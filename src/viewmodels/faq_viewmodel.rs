// ============================================================================
// FAQ VIEWMODEL - search and category filter
// ============================================================================

use crate::models::{FaqCategory, FaqItem};
use crate::state::FaqFilter;

fn matches_search(item: &FaqItem, needle: &str) -> bool {
    needle.is_empty()
        || item.question.to_lowercase().contains(needle)
        || item.answer.to_lowercase().contains(needle)
        || item.tags.iter().any(|t| t.to_lowercase().contains(needle))
}

fn matches_category(item: &FaqItem, category: Option<FaqCategory>) -> bool {
    category.map_or(true, |c| item.category == c)
}

/// Items passing both the search and the category filter, in catalogue order.
pub fn filter_faq<'a>(items: &'a [FaqItem], filter: &FaqFilter) -> Vec<&'a FaqItem> {
    let needle = filter.search.trim().to_lowercase();
    items
        .iter()
        .filter(|item| matches_search(item, &needle) && matches_category(item, filter.category))
        .collect()
}

pub fn summary_line(shown: usize, total: usize) -> String {
    format!("Showing {} of {} questions", shown, total)
}

#[cfg(test)]
mod tests {
    use super::*;
    use crate::models::FAQ_ITEMS;

    fn filter(search: &str, category: Option<FaqCategory>) -> FaqFilter {
        FaqFilter {
            search: search.to_string(),
            category,
            ..Default::default()
        }
    }

    #[test]
    fn empty_filter_shows_everything() {
        let shown = filter_faq(FAQ_ITEMS, &FaqFilter::default());
        assert_eq!(shown.len(), FAQ_ITEMS.len());
        assert_eq!(summary_line(shown.len(), FAQ_ITEMS.len()), "Showing 8 of 8 questions");
    }

    #[test]
    fn search_covers_tags_case_insensitively() {
        let ids: Vec<u32> = filter_faq(FAQ_ITEMS, &filter("BUDDHISM", None))
            .iter()
            .map(|i| i.id)
            .collect();
        assert_eq!(ids, vec![6]);
    }

    #[test]
    fn search_and_category_combine() {
        let shown = filter_faq(FAQ_ITEMS, &filter("timing", Some(FaqCategory::Practical)));
        let ids: Vec<u32> = shown.iter().map(|i| i.id).collect();
        assert_eq!(ids, vec![4]);

        let culture = filter("photography", Some(FaqCategory::Culture));
        assert!(filter_faq(FAQ_ITEMS, &culture).is_empty());
    }
}
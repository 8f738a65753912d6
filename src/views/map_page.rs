// ============================================================================
// MAP PAGE VIEW - catalog, map container, legend and map actions
// ============================================================================
// The map container itself is never replaced by incremental updates; only
// the regions around it are. The widget is created after the page is in the
// DOM (see App::render).
// ============================================================================

use wasm_bindgen::prelude::*;
use web_sys::Element;

use crate::config::CONFIG;
use crate::dom::ElementBuilder;
use crate::maps::MarkerCategory;
use crate::state::AppState;
use crate::viewmodels::ViewModels;
use crate::views::{render_catalog, render_detail, render_nearby};

fn render_legend() -> Result<Element, JsValue> {
    let items: String = MarkerCategory::ALL
        .iter()
        .map(|c| {
            format!(
                r#"<li><span class="legend-dot" style="background:{}"></span>{}</li>"#,
                c.color(),
                c.legend_label()
            )
        })
        .collect();
    Ok(ElementBuilder::new("ul")?
        .class("map-legend")
        .html(&items)
        .build())
}

fn render_map_actions(vms: &ViewModels) -> Result<Element, JsValue> {
    let reset_vms = vms.clone();
    let reset = ElementBuilder::new("button")?
        .class("map-action")
        .attr("title", "Reset view")?
        .text("⟲ Reset view")
        .on_click(move |_| reset_vms.map.reset_view())?
        .build();

    let locate_vms = vms.clone();
    let locate = ElementBuilder::new("button")?
        .class("map-action map-action--locate")
        .attr("title", "Find attractions near me")?
        .text("📍 Near me")
        .on_click(move |_| locate_vms.map.locate())?
        .build();

    Ok(ElementBuilder::new("div")?
        .class("map-actions")
        .child(reset)?
        .child(locate)?
        .build())
}

pub fn render_map_page(state: &AppState, vms: &ViewModels) -> Result<Element, JsValue> {
    let container = ElementBuilder::new("div")?
        .id(&CONFIG.map_config.container_id)
        .class("map-container")
        .attr("style", &CONFIG.map_config.container_style())?
        .build();

    let stage = ElementBuilder::new("div")?
        .class("map-stage")
        .child(container)?
        .child(render_map_actions(vms)?)?
        .child(render_legend()?)?
        .child(render_nearby(state, vms)?)?
        .child(render_detail(state, vms)?)?
        .build();

    Ok(ElementBuilder::new("div")?
        .class("map-page")
        .child(render_catalog(state, vms)?)?
        .child(stage)?
        .build())
}
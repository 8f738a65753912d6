// ============================================================================
// CALENDAR VIEWMODEL - month grid and sorted event list
// ============================================================================

use std::collections::BTreeSet;

use chrono::{Datelike, NaiveDate};

use crate::models::event::sort_events;
use crate::models::FestivalEvent;
use crate::state::CalendarCursor;

const MONTH_NAMES: [&str; 12] = [
    "January",
    "February",
    "March",
    "April",
    "May",
    "June",
    "July",
    "August",
    "September",
    "October",
    "November",
    "December",
];

pub const WEEKDAY_LABELS: [&str; 7] = ["Sun", "Mon", "Tue", "Wed", "Thu", "Fri", "Sat"];

#[derive(Debug, Clone, Copy, PartialEq, Eq)]
pub enum DayCell {
    Blank,
    Day { day: u32, has_event: bool, is_today: bool },
}

#[derive(Debug, Clone, PartialEq)]
pub struct MonthGrid {
    pub title: String,
    pub cells: Vec<DayCell>,
}

pub fn days_in_month(year: i32, month: u32) -> u32 {
    let (next_year, next_month) = if month == 12 { (year + 1, 1) } else { (year, month + 1) };
    NaiveDate::from_ymd_opt(next_year, next_month, 1)
        .and_then(|d| d.pred_opt())
        .map(|d| d.day())
        .unwrap_or(30)
}

/// Leading blanks for the weekday of the 1st (Sunday first), then one cell
/// per day.
pub fn month_grid(
    cursor: &CalendarCursor,
    events: &[FestivalEvent],
    today: NaiveDate,
) -> MonthGrid {
    let title = format!(
        "{} {}",
        MONTH_NAMES[(cursor.month.clamp(1, 12) - 1) as usize],
        cursor.year
    );
    let Some(first) = NaiveDate::from_ymd_opt(cursor.year, cursor.month, 1) else {
        return MonthGrid {
            title,
            cells: Vec::new(),
        };
    };

    let event_days: BTreeSet<u32> = events
        .iter()
        .filter_map(|e| e.parsed_date())
        .filter(|d| d.year() == cursor.year && d.month() == cursor.month)
        .map(|d| d.day())
        .collect();

    let leading = first.weekday().num_days_from_sunday() as usize;
    let mut cells = vec![DayCell::Blank; leading];
    cells.extend((1..=days_in_month(cursor.year, cursor.month)).map(|day| DayCell::Day {
        day,
        has_event: event_days.contains(&day),
        is_today: today.year() == cursor.year
            && today.month() == cursor.month
            && today.day() == day,
    }));

    MonthGrid { title, cells }
}

/// All events, date ascending.
pub fn event_list(events: &[FestivalEvent]) -> Vec<FestivalEvent> {
    sort_events(events)
}

#[cfg(test)]
mod tests {
    use super::*;

    fn event(id: i64, date: &str) -> FestivalEvent {
        FestivalEvent {
            id,
            name: format!("Festival {id}"),
            date: date.to_string(),
            description: String::new(),
        }
    }

    fn cursor(year: i32, month: u32) -> CalendarCursor {
        CalendarCursor {
            year,
            month,
            selected_event: None,
        }
    }

    #[test]
    fn february_2025_starts_on_saturday() {
        let today = NaiveDate::from_ymd_opt(2025, 2, 10).unwrap();
        let grid = month_grid(&cursor(2025, 2), &[], today);
        assert_eq!(grid.title, "February 2025");
        let blanks = grid.cells.iter().filter(|c| **c == DayCell::Blank).count();
        assert_eq!(blanks, 6);
        assert_eq!(grid.cells.len(), 6 + 28);
        assert_eq!(
            grid.cells[6 + 9],
            DayCell::Day {
                day: 10,
                has_event: false,
                is_today: true
            }
        );
    }

    #[test]
    fn events_mark_only_their_month() {
        let events = vec![
            event(1, "February 28, 2025 (Losar)"),
            event(2, "2025-03-28"),
            event(3, "2024-02-14"),
            event(4, "sometime in spring"),
        ];
        let today = NaiveDate::from_ymd_opt(2020, 1, 1).unwrap();
        let grid = month_grid(&cursor(2025, 2), &events, today);
        let marked: Vec<u32> = grid
            .cells
            .iter()
            .filter_map(|c| match c {
                DayCell::Day { day, has_event: true, .. } => Some(*day),
                _ => None,
            })
            .collect();
        assert_eq!(marked, vec![28]);
    }

    #[test]
    fn leap_year_february() {
        assert_eq!(days_in_month(2024, 2), 29);
        assert_eq!(days_in_month(2025, 12), 31);
    }

    #[test]
    fn event_list_sorts_by_date() {
        let events = vec![
            event(1, "2025-03-28"),
            event(2, "unknown"),
            event(3, "February 28, 2025"),
        ];
        let ids: Vec<i64> = event_list(&events).iter().map(|e| e.id).collect();
        assert_eq!(ids, vec![3, 1, 2]);
    }
}
#[cfg(test)]
pub(crate) mod tests {
    use super::*;
    use crate::config::MapConfig;
    use crate::maps::markers::{MarkerCategory, MarkerSpec};
    use std::cell::{Cell, RefCell};

    #[derive(Debug, Clone, PartialEq)]
    pub enum Call {
        Create,
        ClearMarkers,
        AddMarker(SelectionTarget),
        AddBorder,
        FitBounds(f64),
        SetView(f64),
        FlyTo(f64),
        UserLocation(f64),
        Destroy,
    }

    /// Records every widget call. Each layout check consumes one scripted
    /// answer; once exhausted the container reports ready.
    #[derive(Default)]
    pub struct FakeBackend {
        pub calls: Vec<Call>,
        pub layout: Vec<bool>,
        pub layout_checks: Cell<usize>,
        pub live: bool,
        pub markers: usize,
        pub callbacks: Vec<SelectionCallback>,
        /// Targets whose `add_marker` fails
        pub rejects: Vec<SelectionTarget>,
    }

    impl FakeBackend {
        pub fn with_layout(ready: &[bool]) -> Self {
            Self {
                layout: ready.to_vec(),
                ..Default::default()
            }
        }

        fn count(&self, call: &Call) -> usize {
            self.calls.iter().filter(|c| *c == call).count()
        }
    }

    impl MapBackend for FakeBackend {
        fn container_ready(&self, _container_id: &str) -> bool {
            let n = self.layout_checks.get();
            self.layout_checks.set(n + 1);
            self.layout.get(n).copied().unwrap_or(true)
        }

        fn create(&mut self, _options: &MapOptions) -> Result<(), MapError> {
            self.calls.push(Call::Create);
            self.live = true;
            Ok(())
        }

        fn is_ready(&self) -> bool {
            self.live
        }

        fn clear_markers(&mut self) -> Result<(), MapError> {
            self.calls.push(Call::ClearMarkers);
            self.markers = 0;
            self.callbacks.clear();
            Ok(())
        }

        fn add_marker(
            &mut self,
            marker: &MarkerSpec,
            on_select: SelectionCallback,
        ) -> Result<(), MapError> {
            self.calls.push(Call::AddMarker(marker.target));
            if self.rejects.contains(&marker.target) {
                return Err(MapError::Ffi("marker rejected".to_string()));
            }
            self.markers += 1;
            self.callbacks.push(on_select);
            Ok(())
        }

        fn add_border(
            &mut self,
            _geojson: &serde_json::Value,
            _style: &BorderStyle,
        ) -> Result<(), MapError> {
            self.calls.push(Call::AddBorder);
            Ok(())
        }

        fn fit_bounds(&mut self, _bounds: &GeoBounds, padding_px: f64) -> Result<(), MapError> {
            self.calls.push(Call::FitBounds(padding_px));
            Ok(())
        }

        fn set_view(&mut self, _center: Coordinates, zoom: f64) -> Result<(), MapError> {
            self.calls.push(Call::SetView(zoom));
            Ok(())
        }

        fn fly_to(&mut self, _center: Coordinates, zoom: f64) -> Result<(), MapError> {
            self.calls.push(Call::FlyTo(zoom));
            Ok(())
        }

        fn show_user_location(
            &mut self,
            _position: Coordinates,
            radius_m: f64,
            _popup_html: &str,
        ) -> Result<(), MapError> {
            self.calls.push(Call::UserLocation(radius_m));
            Ok(())
        }

        fn destroy(&mut self, _container_id: &str) {
            self.calls.push(Call::Destroy);
            self.live = false;
            self.markers = 0;
            self.callbacks.clear();
        }
    }

    fn controller(layout: &[bool]) -> MapController<FakeBackend> {
        MapController::new(
            FakeBackend::with_layout(layout),
            MapOptions::from_config(&MapConfig::default()),
        )
    }

    fn marker(id: i64) -> MarkerSpec {
        MarkerSpec {
            target: SelectionTarget::Monastery(id),
            category: MarkerCategory::Standard,
            position: Coordinates::new(27.3, 88.4),
            title: format!("M{id}"),
            popup_html: String::new(),
        }
    }

    fn layer(revision: u64, ids: &[i64]) -> MarkerLayer {
        MarkerLayer {
            revision,
            markers: ids.iter().map(|id| marker(*id)).collect(),
            skipped: 0,
        }
    }

    #[test]
    fn teardown_is_safe_without_instance_and_twice() {
        let mut c = controller(&[]);
        c.teardown();
        c.teardown();
        assert!(!c.is_initialized());

        assert_eq!(c.initialize(), InitOutcome::Ready);
        c.teardown();
        c.teardown();
        assert!(!c.is_initialized());
        assert!(!c.backend().live);
    }

    #[test]
    fn init_retries_exactly_once() {
        let mut c = controller(&[false, true]);
        assert_eq!(c.initialize(), InitOutcome::RetryLater);
        assert_eq!(c.initialize(), InitOutcome::Ready);
        assert_eq!(c.initialize(), InitOutcome::AlreadyReady);
        assert_eq!(c.backend().count(&Call::Create), 1);

        let mut never = controller(&[false, false, true]);
        assert_eq!(never.initialize(), InitOutcome::RetryLater);
        assert_eq!(never.initialize(), InitOutcome::GaveUp);
        assert_eq!(never.initialize(), InitOutcome::GaveUp);
        assert_eq!(never.backend().count(&Call::Create), 0);
    }

    #[test]
    fn pending_layer_applied_on_init() {
        let mut c = controller(&[]);
        assert_eq!(c.rebuild_markers(layer(1, &[1, 2])), RebuildOutcome::Deferred);
        assert_eq!(c.backend().markers, 0);
        assert_eq!(c.initialize(), InitOutcome::Ready);
        assert_eq!(c.backend().markers, 2);
        assert_eq!(c.applied_revision(), Some(1));
    }

    #[test]
    fn rebuild_is_idempotent_and_never_recreates_widget() {
        let mut c = controller(&[]);
        c.initialize();
        assert_eq!(c.rebuild_markers(layer(2, &[1, 2, 3])), RebuildOutcome::Applied);
        assert_eq!(c.rebuild_markers(layer(2, &[1, 2, 3])), RebuildOutcome::Applied);
        assert_eq!(c.backend().markers, 3);
        assert_eq!(c.backend().callbacks.len(), 3);
        assert_eq!(c.backend().count(&Call::Create), 1);
        assert_eq!(c.backend().count(&Call::ClearMarkers), 2);
    }

    #[test]
    fn stale_rebuild_is_rejected() {
        let mut c = controller(&[]);
        c.initialize();
        c.rebuild_markers(layer(5, &[1, 2]));
        assert_eq!(c.rebuild_markers(layer(4, &[9])), RebuildOutcome::Stale);
        assert_eq!(c.backend().markers, 2);
        assert_eq!(c.applied_revision(), Some(5));
    }

    #[test]
    fn stale_rebuild_rejected_against_pending() {
        let mut c = controller(&[]);
        c.rebuild_markers(layer(3, &[1]));
        assert_eq!(c.rebuild_markers(layer(2, &[1, 2])), RebuildOutcome::Stale);
        c.initialize();
        assert_eq!(c.backend().markers, 1);
    }

    #[test]
    fn marker_click_reaches_selection_callback() {
        let selected = Rc::new(RefCell::new(None));
        let sink = selected.clone();
        let mut c = controller(&[]);
        c.set_selection_callback(Rc::new(move |target| *sink.borrow_mut() = Some(target)));
        c.initialize();
        c.rebuild_markers(layer(1, &[7]));
        (c.backend().callbacks[0])(SelectionTarget::Monastery(7));
        assert_eq!(*selected.borrow(), Some(SelectionTarget::Monastery(7)));
    }

    #[test]
    fn reset_view_prefers_border_bounds() {
        let mut c = controller(&[]);
        assert_eq!(c.reset_view(), Err(MapError::NotReady));
        c.initialize();
        c.reset_view().unwrap();
        assert_eq!(c.backend().calls.last(), Some(&Call::SetView(10.0)));

        let border = serde_json::json!({
            "type": "Polygon",
            "coordinates": [[[88.0, 27.0], [88.9, 28.2]]]
        });
        c.apply_border(&border).unwrap();
        c.reset_view().unwrap();
        assert_eq!(c.backend().calls.last(), Some(&Call::FitBounds(BORDER_PADDING_PX)));
    }

    #[test]
    fn user_location_needs_live_map() {
        let mut c = controller(&[]);
        let pos = Coordinates::new(27.3, 88.6);
        assert_eq!(c.show_user_location(pos, 2000.0, 14.0, ""), Err(MapError::NotReady));
        assert!(c.backend().calls.is_empty());

        c.initialize();
        c.show_user_location(pos, 2000.0, 14.0, "").unwrap();
        assert!(c.backend().calls.ends_with(&[Call::UserLocation(2000.0), Call::FlyTo(14.0)]));
    }

    #[test]
    fn center_on_uses_record_zoom() {
        let mut c = controller(&[]);
        c.initialize();
        c.center_on(Coordinates::new(27.3, 88.6)).unwrap();
        assert_eq!(c.backend().calls.last(), Some(&Call::SetView(RECORD_ZOOM)));
    }

    #[test]
    fn failing_marker_does_not_drop_the_rest() {
        let mut c = controller(&[]);
        c.backend.rejects = vec![SelectionTarget::Monastery(2)];
        c.initialize();
        assert_eq!(c.rebuild_markers(layer(1, &[1, 2, 3])), RebuildOutcome::Applied);
        assert_eq!(c.backend().markers, 2);
        assert_eq!(c.backend().count(&Call::AddMarker(SelectionTarget::Monastery(3))), 1);
        assert_eq!(c.failed_markers(), 1);
        assert_eq!(c.applied_revision(), Some(1));
    }

    #[test]
    fn invalid_positions_never_reach_the_widget() {
        let mut c = controller(&[]);
        c.initialize();
        let calls_before = c.backend().calls.len();
        assert!(matches!(
            c.center_on(Coordinates::new(f64::NAN, 88.6)),
            Err(MapError::InvalidCoordinates(_))
        ));
        assert!(matches!(
            c.show_user_location(Coordinates::new(95.0, 88.6), 2000.0, 14.0, ""),
            Err(MapError::InvalidCoordinates(_))
        ));
        assert_eq!(c.backend().calls.len(), calls_before);
    }
}
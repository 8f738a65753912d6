// ============================================================================
// PLANNER VIEW - trip plan form and generated itinerary
// ============================================================================

use wasm_bindgen::prelude::*;
use web_sys::Element;

use crate::dom::{get_element_by_id, target_value, ElementBuilder};
use crate::models::plan::{ACCOMMODATION_OPTIONS, TRANSPORT_OPTIONS};
use crate::models::PlanField;
use crate::state::{AppState, PlanStatus};
use crate::utils::html::{escape_html, render_markdown};
use crate::viewmodels::ViewModels;

pub const PLANNER_ID: &str = "planner-region";
const SUBMIT_ID: &str = "plan-submit";

/// Typing must not re-render the form, so the submit button is toggled in place.
fn sync_submit_button(state: &AppState) {
    if let Some(button) = get_element_by_id(SUBMIT_ID) {
        if state.planner.borrow().can_submit() {
            let _ = button.remove_attribute("disabled");
        } else {
            let _ = button.set_attribute("disabled", "");
        }
    }
}

fn field_value(event: &web_sys::Event) -> String {
    target_value(event).unwrap_or_default()
}

fn labelled(label: &str, control: Element) -> Result<Element, JsValue> {
    Ok(ElementBuilder::new("label")?
        .class("plan-field")
        .child(ElementBuilder::new("span")?.text(label).build())?
        .child(control)?
        .build())
}

fn text_input(
    state: &AppState,
    field: PlanField,
    kind: &str,
    placeholder: &str,
    value: &str,
    disabled: bool,
) -> Result<Element, JsValue> {
    let state = state.clone();
    Ok(ElementBuilder::new("input")?
        .attr("type", kind)?
        .attr("placeholder", placeholder)?
        .attr("value", value)?
        .flag("disabled", disabled)?
        .on_input(move |event| {
            state.planner.borrow_mut().set_field(field, field_value(&event));
            sync_submit_button(&state);
        })?
        .build())
}

fn select_input(
    state: &AppState,
    field: PlanField,
    options: &[(&str, &str)],
    value: &str,
    disabled: bool,
) -> Result<Element, JsValue> {
    let mut children = vec![ElementBuilder::new("option")?
        .attr("value", "")?
        .text("Select...")
        .build()];
    for (code, label) in options {
        children.push(
            ElementBuilder::new("option")?
                .attr("value", code)?
                .flag("selected", *code == value)?
                .text(label)
                .build(),
        );
    }
    let state = state.clone();
    Ok(ElementBuilder::new("select")?
        .flag("disabled", disabled)?
        .children(children)?
        .on_change(move |event| {
            state.planner.borrow_mut().set_field(field, field_value(&event));
        })?
        .build())
}

fn render_form(state: &AppState, vms: &ViewModels) -> Result<Element, JsValue> {
    let planner = state.planner.borrow().clone();
    let form = &planner.form;
    let busy = planner.is_generating();

    let interests_state = state.clone();
    let interests = ElementBuilder::new("textarea")?
        .attr("placeholder", "Monasteries, trekking, local food...")?
        .attr("rows", "3")?
        .flag("disabled", busy)?
        .text(&form.interests)
        .on_input(move |event| {
            interests_state
                .planner
                .borrow_mut()
                .set_field(PlanField::Interests, field_value(&event));
        })?
        .build();

    let budget = text_input(state, PlanField::Budget, "number", "25000", &form.budget, busy)?;
    let days = text_input(state, PlanField::Days, "number", "5", &form.days, busy)?;
    let travelers =
        text_input(state, PlanField::Travelers, "number", "2", &form.travelers, busy)?;

    let submit_vms = vms.clone();
    let submit = ElementBuilder::new("button")?
        .id(SUBMIT_ID)
        .class("plan-submit")
        .text(if busy { "Generating..." } else { "✨ Generate Trip Plan" })
        .flag("disabled", !planner.can_submit())?
        .on_click(move |_| submit_vms.planner.submit())?
        .build();

    Ok(ElementBuilder::new("div")?
        .class("plan-form")
        .child(
            ElementBuilder::new("h3")?
                .text("Plan Your Sikkim Journey")
                .build(),
        )?
        .child(labelled("Budget (₹)", budget)?)?
        .child(labelled("Days", days)?)?
        .child(labelled("Travelers", travelers)?)?
        .child(labelled("Interests", interests)?)?
        .child(labelled(
            "Accommodation",
            select_input(
                state,
                PlanField::Accommodation,
                ACCOMMODATION_OPTIONS,
                &form.accommodation,
                busy,
            )?,
        )?)?
        .child(labelled(
            "Transport",
            select_input(state, PlanField::Transport, TRANSPORT_OPTIONS, &form.transport, busy)?,
        )?)?
        .child(submit)?
        .build())
}

fn render_result(state: &AppState, vms: &ViewModels) -> Result<Element, JsValue> {
    let status = state.planner.borrow().status.clone();
    let panel = ElementBuilder::new("div")?.class("plan-result");

    let reset_button = |label: &str| -> Result<Element, JsValue> {
        let vms = vms.clone();
        Ok(ElementBuilder::new("button")?
            .class("plan-reset")
            .text(label)
            .on_click(move |_| vms.planner.reset())?
            .build())
    };

    let panel = match status {
        PlanStatus::Idle => panel.html(concat!(
            r#"<p class="plan-empty">Ready to plan your perfect trip?</p>"#,
            r#"<p class="plan-hint">Fill in the form and click "Generate Trip Plan" "#,
            "to get started!</p>",
        )),
        PlanStatus::Generating => {
            panel.html(r#"<p class="plan-loading">✨ Creating your itinerary...</p>"#)
        }
        PlanStatus::Ready { title, text } => {
            let title = title.unwrap_or_else(|| "Your Trip Itinerary".to_string());
            panel
                .child(
                    ElementBuilder::new("h3")?
                        .html(&escape_html(&title))
                        .build(),
                )?
                .child(
                    ElementBuilder::new("div")?
                        .class("trip-markdown")
                        .html(&render_markdown(&text))
                        .build(),
                )?
                .child(reset_button("New plan")?)?
        }
        PlanStatus::Failed(message) => panel
            .child(
                ElementBuilder::new("p")?
                    .class("plan-error")
                    .text(&format!("⚠️ {}", message))
                    .build(),
            )?
            .child(reset_button("Try again")?)?,
    };
    Ok(panel.build())
}

pub fn render_planner(state: &AppState, vms: &ViewModels) -> Result<Element, JsValue> {
    Ok(ElementBuilder::new("section")?
        .id(PLANNER_ID)
        .class("planner")
        .child(render_form(state, vms)?)?
        .child(render_result(state, vms)?)?
        .build())
}
// ============================================================================
// NEARBY PANEL VIEW
// ============================================================================

use wasm_bindgen::prelude::*;
use web_sys::Element;

use crate::config::CONFIG;
use crate::dom::ElementBuilder;
use crate::geo::{format_distance, PlaceKind};
use crate::maps::SelectionTarget;
use crate::state::{AppState, IncrementalUpdate, NearbyStatus, UpdateType};
use crate::viewmodels::ViewModels;

pub const NEARBY_ID: &str = "nearby-region";

fn target_for(kind: PlaceKind, id: i64) -> SelectionTarget {
    match kind {
        PlaceKind::Monastery => SelectionTarget::Monastery(id),
        PlaceKind::Archive => SelectionTarget::Archive(id),
        PlaceKind::Service => SelectionTarget::Service(id),
    }
}

pub fn render_nearby(state: &AppState, vms: &ViewModels) -> Result<Element, JsValue> {
    let panel = ElementBuilder::new("section")?
        .id(NEARBY_ID)
        .class("nearby-panel");
    let status = state.nearby.borrow().clone();

    let body = match status {
        NearbyStatus::Hidden => return Ok(panel.class("nearby-panel nearby-panel--hidden").build()),
        NearbyStatus::Locating => ElementBuilder::new("p")?
            .class("nearby-status")
            .text("📍 Finding your location...")
            .build(),
        NearbyStatus::Failed(message) => ElementBuilder::new("p")?
            .class("nearby-status nearby-status--error")
            .text(&message)
            .build(),
        NearbyStatus::Found(places) if places.is_empty() => ElementBuilder::new("p")?
            .class("nearby-status")
            .text(&format!(
                "No attractions within {}.",
                format_distance(CONFIG.geo_config.proximity_radius_km)
            ))
            .build(),
        NearbyStatus::Found(places) => {
            let mut rows = Vec::with_capacity(places.len());
            for place in places {
                let target = target_for(place.kind, place.id);
                let vms = vms.clone();
                rows.push(
                    ElementBuilder::new("li")?
                        .class("nearby-row")
                        .text(&format!(
                            "{} · {} · {}",
                            place.name,
                            place.kind.label(),
                            format_distance(place.distance_km)
                        ))
                        .on_click(move |_| vms.detail.open(target))?
                        .build(),
                );
            }
            ElementBuilder::new("ul")?
                .class("nearby-rows")
                .children(rows)?
                .build()
        }
    };

    let close_state = state.clone();
    let close = ElementBuilder::new("button")?
        .class("nearby-close")
        .attr("aria-label", "Close")?
        .text("✕")
        .on_click(move |_| {
            *close_state.nearby.borrow_mut() = NearbyStatus::Hidden;
            crate::rerender_app_with_type(UpdateType::Incremental(IncrementalUpdate::NearbyPanel));
        })?
        .build();

    Ok(panel
        .child(
            ElementBuilder::new("h3")?
                .text("Nearby attractions")
                .build(),
        )?
        .child(close)?
        .child(body)?
        .build())
}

* * * * *

## [DIRECTIONS]
If a line in the entries contains the word "return", copy that line out.

## [WRITTEN SOLUTION]
        return MonthGrid {
                return Err(MapError::Ffi("marker rejected".to_string()));
        NearbyStatus::Hidden => return Ok(panel.class("nearby-panel nearby-panel--hidden").build()),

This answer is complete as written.